TASK BRIEF: A single count is required: the lines of the data below in which the word "ProgressListener" occurs.

:::

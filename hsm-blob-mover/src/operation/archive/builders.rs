/*
 * Copyright Amazon.com, Inc. or its affiliates. All Rights Reserved.
 * SPDX-License-Identifier: Apache-2.0
 */

use std::path::PathBuf;
use std::sync::Arc;

use tokio_util::sync::CancellationToken;

use crate::error::Error;
use crate::types::ProgressListener;

use super::{ArchiveInputBuilder, ArchiveOutput};

/// Fluent builder for constructing a single file archive
#[derive(Debug)]
pub struct ArchiveFluentBuilder {
    handle: Arc<crate::client::Handle>,
    inner: ArchiveInputBuilder,
}

impl ArchiveFluentBuilder {
    pub(crate) fn new(handle: Arc<crate::client::Handle>) -> Self {
        Self {
            handle,
            inner: ::std::default::Default::default(),
        }
    }

    /// Archive the file and wait for it to complete
    pub async fn send(self) -> Result<ArchiveOutput, Error> {
        let input = self.inner.build()?;
        crate::operation::archive::Archive::orchestrate(self.handle, input).await
    }

    /// Name of the file relative to the mount root.
    pub fn object_name(mut self, input: impl Into<String>) -> Self {
        self.inner = self.inner.object_name(input);
        self
    }

    /// Name of the file relative to the mount root.
    pub fn get_object_name(&self) -> &Option<String> {
        self.inner.get_object_name()
    }

    /// Read content from this path instead of `<mount root>/<object name>`
    pub fn source_path(mut self, input: impl Into<PathBuf>) -> Self {
        self.inner = self.inner.source_path(input);
        self
    }

    /// Token used to cancel the archive
    pub fn cancellation_token(mut self, input: CancellationToken) -> Self {
        self.inner = self.inner.cancellation_token(input);
        self
    }

    /// Listener receiving byte progress
    pub fn progress_listener(mut self, input: Arc<dyn ProgressListener>) -> Self {
        self.inner = self.inner.progress_listener(input);
        self
    }
}

impl ArchiveInputBuilder {
    /// Archive with this input using the given client.
    pub async fn send_with(self, client: &crate::Client) -> Result<ArchiveOutput, Error> {
        let mut fluent_builder = client.archive();
        fluent_builder.inner = self;
        fluent_builder.send().await
    }
}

:::

RESULT: 2